3
Over 2,500 individuals participated in the study with approximately 80% taking all three
tests; all test centers had been instructed to administer all three tests to each test taker.
After data cleaning, the sample sizes ranged from 1,096 to 1,196 for individual forms.
Approximately 920 test takers took all three forms. To maximize the available data,
analyses were done with the individual test forms (Liu, Zhu, Chen, Wang, Lin, and Gao,
2017). In order to determine the association of Scale Scores with Level Scores, Scale Scores
were calculated for a large number of items from each assessment.
Standard Setting. ACT staff conducted a standard setting study for each assessment
with a panel of experts consisting of educators and business people, some of whom are
current WorkKeys customers. The purpose of the standard setting process is to gather
data to assist ACT in establishing the standards for achieving a defined performance level
on each of the NCRC assessments. The three skill assessments are criterion referenced
measures. Because of this, scores on the assessment are aligned to a set of skills that a
test taker has demonstrated. The goal of the standard setting process is to identify a
point on the score scale where test takers who score at or above the point have
demonstrated the ability to perform the skills, and test takers who score below the point
have not demonstrated the ability to perform the skills.
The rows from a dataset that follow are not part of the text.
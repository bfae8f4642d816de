//! Aggregate dice totals across quests.
use serde::{Deserialize, Serialize};
use std::collections::BTreeMap;
use std::ops::Add;

/// Dice already earned and dice still available.
#[derive(Debug, Clone, Copy, PartialEq, Eq, Default, Serialize, Deserialize)]
pub struct DicePair {
    pub earned: u32,
    pub left: u32,
}

impl DicePair {
    #[must_use]
    pub const fn new(earned: u32, left: u32) -> Self {
        Self { earned, left }
    }

    #[must_use]
    pub const fn zero() -> Self {
        Self::new(0, 0)
    }
}

impl Add for DicePair {
    type Output = Self;

    fn add(self, rhs: Self) -> Self {
        Self {
            earned: self.earned.saturating_add(rhs.earned),
            left: self.left.saturating_add(rhs.left),
        }
    }
}

impl std::iter::Sum for DicePair {
    fn sum<I: Iterator<Item = Self>>(iter: I) -> Self {
        iter.fold(Self::zero(), Add::add)
    }
}

/// Latest contribution per quest name.
///
/// Updates return a new ledger so earlier snapshots stay readable.
#[derive(Debug, Clone, PartialEq, Eq, Default, Serialize, Deserialize)]
pub struct DiceLedger {
    entries: BTreeMap<String, DicePair>,
}

impl DiceLedger {
    #[must_use]
    pub fn new() -> Self {
        Self::default()
    }

    /// Replace the contribution for `quest`, returning the updated ledger.
    #[must_use]
    pub fn with_contribution(&self, quest: &str, pair: DicePair) -> Self {
        let mut entries = self.entries.clone();
        entries.insert(quest.to_string(), pair);
        Self { entries }
    }

    #[must_use]
    pub fn contribution(&self, quest: &str) -> Option<DicePair> {
        self.entries.get(quest).copied()
    }

    /// Pairwise sum over every recorded contribution.
    #[must_use]
    pub fn total(&self) -> DicePair {
        self.entries.values().copied().sum()
    }

    pub fn iter(&self) -> impl Iterator<Item = (&str, DicePair)> {
        self.entries.iter().map(|(name, pair)| (name.as_str(), *pair))
    }

    #[must_use]
    pub fn len(&self) -> usize {
        self.entries.len()
    }

    #[must_use]
    pub fn is_empty(&self) -> bool {
        self.entries.is_empty()
    }
}

impl FromIterator<(String, DicePair)> for DiceLedger {
    fn from_iter<T: IntoIterator<Item = (String, DicePair)>>(iter: T) -> Self {
        Self {
            entries: iter.into_iter().collect(),
        }
    }
}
The Mapmark with Whole Booklet Feedback standard setting method was used in this
study. It is a variation of the popular Bookmark procedure. The primary difference
between Mapmark and Bookmark is the Item Map. The Ordered Item Booklet (OIB) has a
sample of items from the item pool ordered from easiest to hardest, but on the item map,
the difficulty of an item is mapped to an actual scale value. The item map, therefore,
shows “how much” more difficult one item is than another. In other words, the item map
provides additional information on item difficulty.
Mapmark with Whole Booklet Feedback is a three round process. This means that the
panelists set cut scores three times. In Round 1, the panelists 1) took each of the updated
assessments, 2) reviewed the performance level descriptors (PLDs) for each assessment
(PLDs indicate what individuals can do at each score level), 3) reviewed test items and
their associated Scale Score, 4) linked test items to the PLDs, and 5) placed bookmarks in
the OIB for each level. Specifically, the panelists were asked to divide the items for each
WorkKeys Skill Level into two groups—those that you feel are easy enough for a
minimally qualified examinee in the skill level to have mastered and those too difficult for
this expectation, where mastery is defined as having a 2-in-3 chance of success (or a
response probability of .67) on the item. This was done for the cut score between Below
Level 3 and Level 3, Levels 3 and 4, Levels 4 and 5, Levels 5 and 6, Levels 6 and 7, and Level
7 and Above Level 7.
In Round 2, the panelists received feedback regarding their bookmark placement in
terms of how it translated to a recommended Scale Score on the item map scale and
how it compared to the group’s median cut score.